Изменение условий среды является тем же самым, что и изменение правил игры. Фактором же, способствовавшим прогрессу цефализации, или, в более общем смысле, «личному потенциалу обучаемости» организмов – было систематическое отставание максимального темпа обучения, на который генотип способен, от темпа изменений окружающей среды. Причем в силу вещей, чем длиннее цикл жизни особи, тем медленнее должен быть темп «усвоения знаний хромосомами». Потому что «квантом» урока является отдельный проход организмов через среду. Упрощенно дилемма адаптации представляется таким образом: как создать регулятор, который бы справился с актуально протекающей игрой, а одновременно – с любым возможно значительным и возможно быстрым изменением ее правил? На этот вопрос эволюция давала конструктивно разнообразные ответы. Во-первых, такой: если изменение правил значительное и внезапное, необходимо временно выйти из игры – в «пережидательном виде». Однако эта тактика предполагает возврат – через некоторое время – начальных условий (игры, которую организм вести умеет). Потом такой: следует максимализовать предпрограммное разнообразие регулятора и само это предпрограммирование сделать эволюционно пластичным. И наконец: следует отказаться от предпрограммирования регулятора, если только это возможно, а зато снабдить регулятор потенциалом самопрограммирования на основе обучения.
На практике «ответы» в виде организмов «смешанны». Первый ответ охватывает класс «переживательных» решений. Этот ответ был дан раньше других, потому что состояние обратимого гомеостаза тем достижимее, чем проще гомеостат.
Второй ответ охватывает класс решений, представленных насекомыми. Потому что насекомые разыгрывают огромное количество предпрограммных игр, а это предпрограммирование стабилизировалось в формах, проверенных многомиллионными прохождениями через сито окружающей среды.
Третий ответ охватывает класс решений, типично цефализированных. Третье решение является безальтернативно лучшим, чем второе, потому что между ними возможны самые разнообразные компромиссы. Первое же решение остается в своем роде совершенством, непревзойденным последующими.
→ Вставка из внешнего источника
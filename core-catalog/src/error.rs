use bridge_traits::BridgeError;
use core_auth::AuthError;
use thiserror::Error;

/// Failure of a catalog request.
///
/// `Clone` because paginators and mutation state keep the last error around
/// for observers.
#[derive(Error, Debug, Clone, PartialEq, Eq)]
pub enum CatalogError {
    #[error("Transport failure: {0}")]
    Transport(String),

    #[error("HTTP {status} from {url}")]
    HttpStatus { status: u16, url: String },

    #[error("Failed to decode response: {0}")]
    Decode(String),

    #[error("Not authenticated")]
    NotAuthenticated,

    /// Superseded by a newer request. Never stored in state.
    #[error("Request cancelled")]
    Cancelled,
}

impl CatalogError {
    /// 401 or 403 from the API.
    pub fn is_auth_failure(&self) -> bool {
        matches!(self, CatalogError::HttpStatus { status: 401 | 403, .. })
    }

    pub fn is_retryable(&self) -> bool {
        match self {
            CatalogError::Transport(_) => true,
            CatalogError::HttpStatus { status, .. } => *status == 429 || *status >= 500,
            _ => false,
        }
    }
}

impl From<BridgeError> for CatalogError {
    fn from(error: BridgeError) -> Self {
        match error {
            BridgeError::Cancelled => CatalogError::Cancelled,
            other => CatalogError::Transport(other.to_string()),
        }
    }
}

impl From<AuthError> for CatalogError {
    fn from(error: AuthError) -> Self {
        match error {
            AuthError::NotAuthenticated => CatalogError::NotAuthenticated,
            AuthError::Cancelled => CatalogError::Cancelled,
            AuthError::HttpStatus { status, url } => CatalogError::HttpStatus { status, url },
            other => CatalogError::Transport(other.to_string()),
        }
    }
}

pub type Result<T> = std::result::Result<T, CatalogError>;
Зимняя спячка млекопитающих есть некоторое к нему приближение.
Когда сравнивают насекомых с формами высших животных, то утверждают часто, что это низшие формы, в которых виден некоторый эволюционный успех. Но успех и прогресс – это разные вещи.
Насекомые существуют несколько сотен миллионов лет. Одни насекомые строят подземные города, другие выращивают определенные растения для собственного пропитания и «одомашнивают» животных (других насекомых); это единственная животная форма, которая создала простой, но эффективный язык для инструментальных договоренностей (пчелы), и это язык наследственный. Видов их в четыре раза больше, чем видов остальных животных вместе взятых. Их можно обнаружить в любой земной среде за исключением океана. Ни одна из высших форм, появившихся значительно позднее, не вытеснила насекомых из их экологических ниш. За это время планета успела пройти все характерные для нее фазы случайных осцилляций. Горы вздымались и рушились, пустыни превращались в джунгли, а джунгли – в пустыни, высыхали гигантские болота, что привело к гибели ящеров, проходили ледниковые эпохи, замерзали некогда тропические экваториальные территории, изменялась флора целых континентов – а насекомые прошли невредимыми через все эти сита окружающей среды. В конце концов появился человек с технологией производства инсектицидов. За короткое время насекомые приспособились и к нему, и к его ядам. Итак, налицо успех, но он не свидетельствует о «прогрессивности» их строения. Однако если прогрессивность их строения является чем-то иным, нежели оптимизацией выживаемости, характеризующейся вариантностью для многочисленных сред обитания, то гомеостатических критериев для ее измерения не существует. Насекомые по сути не удовлетворяют тому условию «прогрессивности», которое, если следовать Гексли, лежит в основе возможности постоянного эволюционирования. (Данная форма не только должна быть оптимально приспособлена, но, кроме того, она должна «пропускать» к высшим формам.) Легко заметить, что вся неясность этого определения сосредоточена вокруг обоснования подобной «обязанности». Аналогом эволюционной ситуации в науке будет ситуация эмпирической теории, которая должна не только предсказывать факты, но и иметь свойство опровержимости – то есть должны быть возможны такие факты, которые фальсифицируют теорию.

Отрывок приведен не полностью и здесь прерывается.